Director Morgan Neville's moving movie is a celebration of the human voice, a salute to resilience of the human spirit and a hard lesson in the unpredictable nature of the Fame Game.
In a quick nod to history, the film demonstrates what a difference a decade made. Before the Sixties smashed headlong into the country's prevailing conservative, cultural piñata, a peak TV musical experience was a relaxed (i.e., "near-comotose") Perry Como blandly singing alongside three pert but zombie-like ladies. These network-approved white trios weren't really "backup singers," we are told. These gals were referred to as "readers" because they rehearsed their tunes clutching reams of sheets music. They performed their lines with cool precision, never once daring to lift so much as a foot off the floor.
But when the revolutionary tides of the times began to flood the airwaves (radio first, then TV) with the Gideon's trumpet of Gospel abandon, the tumult unleashed a see-change and a hear-icane that changed the musical weather map forever.
The newcomers were full of stomping, raw energy. These lads and ladies didn't need to bring along sheets of music: the music was already in their heads, their hearts, their souls. These were backup singers who understood how to pour gasoline on a song and tear up a stage.
It is surprising to learn that the unheralded voices behind the megahits of Ray Charles, Ike Turner, Lou Reed, the Rolling Stones, David Bowie, Sting and so many other everlasting hits, belonged to a small group of anonymous "divas."
20 Feet from Stardom does long-overdue justice to these women, the astonishing talents that rocked the music of the Sixties, the Seventies and beyond -- Patti Austen, Merry Clayton, Lisa Fisher, Darlene Love, Claudia Lennear, and Tata Vega.

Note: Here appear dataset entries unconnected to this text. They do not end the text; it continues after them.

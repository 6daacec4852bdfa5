// SPDX-FileCopyrightText: 2026 Skein Contributors
// SPDX-License-Identifier: MIT OR Apache-2.0

//! Post-deserialization validation for configuration values.
//!
//! Checks semantic constraints serde cannot express: URL shape, positive
//! sizes, ordered thresholds, and cross-field relations.

use crate::diagnostic::ConfigError;
use crate::model::SkeinConfig;

const LOG_LEVELS: &[&str] = &["trace", "debug", "info", "warn", "error"];

/// Validate a deserialized configuration for semantic correctness.
///
/// Collects every problem instead of stopping at the first one.
pub fn validate_config(config: &SkeinConfig) -> Result<(), Vec<ConfigError>> {
    let mut errors = Vec::new();
    let mut fail = |message: String| errors.push(ConfigError::Validation { message });

    let base_url = config.client.base_url.trim();
    if base_url.is_empty() {
        fail("client.base_url must not be empty".to_string());
    } else if !(base_url.starts_with("http://") || base_url.starts_with("https://")) {
        fail(format!(
            "client.base_url `{base_url}` must start with http:// or https://"
        ));
    }

    if config.client.secret_key.is_empty() != config.client.public_key.is_empty() {
        fail("client.public_key and client.secret_key must be set together".to_string());
    }

    if config.client.timeout_secs == 0 {
        fail("client.timeout_secs must be at least 1".to_string());
    }

    let level = config.client.log_level.to_ascii_lowercase();
    if !LOG_LEVELS.contains(&level.as_str()) {
        fail(format!(
            "client.log_level `{}` is not one of {}",
            config.client.log_level,
            LOG_LEVELS.join(", ")
        ));
    }

    let queue = &config.queue;
    if queue.batch_size == 0 {
        fail("queue.batch_size must be at least 1".to_string());
    }
    if queue.capacity < queue.batch_size {
        fail(format!(
            "queue.capacity ({}) must be at least queue.batch_size ({})",
            queue.capacity, queue.batch_size
        ));
    }
    if queue.flush_interval_ms == 0 {
        fail("queue.flush_interval_ms must be at least 1".to_string());
    }
    if queue.delivery_workers == 0 {
        fail("queue.delivery_workers must be at least 1".to_string());
    }

    if config.retry.base_delay_ms > config.retry.max_delay_ms {
        fail(format!(
            "retry.base_delay_ms ({}) must not exceed retry.max_delay_ms ({})",
            config.retry.base_delay_ms, config.retry.max_delay_ms
        ));
    }

    if config.circuit.failure_threshold == 0 {
        fail("circuit.failure_threshold must be at least 1".to_string());
    }
    if let Some(rate) = config.circuit.failure_rate_threshold
        && !(rate > 0.0 && rate <= 1.0)
    {
        fail(format!(
            "circuit.failure_rate_threshold must be in (0, 1], got {rate}"
        ));
    }
    if config.circuit.rate_window < config.circuit.min_requests_for_rate.max(1) {
        fail(format!(
            "circuit.rate_window ({}) must be at least circuit.min_requests_for_rate ({}) and nonzero",
            config.circuit.rate_window, config.circuit.min_requests_for_rate
        ));
    }

    let bp = &config.backpressure;
    for (name, value) in [
        ("elevated_threshold", bp.elevated_threshold),
        ("high_threshold", bp.high_threshold),
        ("critical_threshold", bp.critical_threshold),
    ] {
        if !(value > 0.0 && value <= 1.0) {
            fail(format!("backpressure.{name} must be in (0, 1], got {value}"));
        }
    }
    if !(bp.elevated_threshold < bp.high_threshold && bp.high_threshold < bp.critical_threshold) {
        fail(format!(
            "backpressure thresholds must be strictly increasing \
             (elevated {} < high {} < critical {})",
            bp.elevated_threshold, bp.high_threshold, bp.critical_threshold
        ));
    }

    if config.errors.buffer_capacity == 0 {
        fail("errors.buffer_capacity must be at least 1".to_string());
    }

    if errors.is_empty() {
        Ok(())
    } else {
        Err(errors)
    }
}

#[cfg(test)]
mod tests {
    use super::*;

    fn messages(config: &SkeinConfig) -> Vec<String> {
        validate_config(config)
            .unwrap_err()
            .into_iter()
            .map(|e| e.to_string())
            .collect()
    }

    #[test]
    fn default_config_validates() {
        assert!(validate_config(&SkeinConfig::default()).is_ok());
    }

    #[test]
    fn base_url_needs_scheme() {
        let mut config = SkeinConfig::default();
        config.client.base_url = "collector.local".to_string();
        assert!(messages(&config).iter().any(|m| m.contains("client.base_url")));
    }

    #[test]
    fn keys_must_be_paired() {
        let mut config = SkeinConfig::default();
        config.client.public_key = "pk-123".to_string();
        assert!(messages(&config).iter().any(|m| m.contains("set together")));

        config.client.secret_key = "sk-456".to_string();
        assert!(validate_config(&config).is_ok());
    }

    #[test]
    fn unordered_thresholds_fail() {
        let mut config = SkeinConfig::default();
        config.backpressure.high_threshold = 0.4;
        assert!(messages(&config).iter().any(|m| m.contains("strictly increasing")));
    }

    #[test]
    fn collects_every_error() {
        let mut config = SkeinConfig::default();
        config.queue.batch_size = 0;
        config.queue.delivery_workers = 0;
        config.errors.buffer_capacity = 0;
        config.client.log_level = "loud".to_string();
        assert_eq!(messages(&config).len(), 4);
    }

    #[test]
    fn capacity_below_batch_size_fails() {
        let mut config = SkeinConfig::default();
        config.queue.capacity = 10;
        config.queue.batch_size = 50;
        assert!(messages(&config).iter().any(|m| m.contains("queue.capacity")));
    }

    #[test]
    fn base_delay_above_max_fails() {
        let mut config = SkeinConfig::default();
        config.retry.base_delay_ms = 60_000;
        assert!(messages(&config).iter().any(|m| m.contains("retry.base_delay_ms")));
    }

    #[test]
    fn rate_window_smaller_than_minimum_fails() {
        let mut config = SkeinConfig::default();
        config.circuit.min_requests_for_rate = 20;
        config.circuit.rate_window = 10;
        assert!(messages(&config).iter().any(|m| m.contains("circuit.rate_window")));
    }
}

Neville's film underscores the fact that there are two paths in the world of power-rock. You can be part of a collective of back-up signers -- and that can be quite enough -- but, if you've got a certain hunger, there is the greater lure of that single spotlight that anoints the soloist. As director Neville puts it: "It's that tension between the 'we' and the 'I' that all of them do a dance with throughout their lives."
Allegiance to the group is a beautiful thing but singing directly to an audience of thousands is transcendental. It's like the search for perfect love. And, too often, the search proves disappointing.
These are women of awesome talent who know they possess phenomenal vocal "gifts." But despite producing solo albums and mounting sold-out solo tours, their careers inexplicably spun out in shallow waters.
20 Feet from Stardom bubbles over with humor and occasional notes of pathos. It is heartbreaking when a singer recalls hearing a recording of her performance credited to another singer (Thank you, record producer Phil Spector). Another singer, fallen on hard times, recounts how she found herself listening to one of her hit songs playing on a radio as she did maid's work -- cleaning the bathroom in the sprawling home of a white employer.
With this film, director Neville has given these extraordinary performers exactly what they so desperately sought and richly deserved -- national recognition as incomparable stars, worthy of sharing space within the constellation that includes Aretha, Ella, Etta, Nina, Diana, and Beyonce.
Finally, their names are receiving the mainstream attention they have so long deserved. So grab a friend, buy a ticket (forget the popcorn) and put your hands together for the "divas."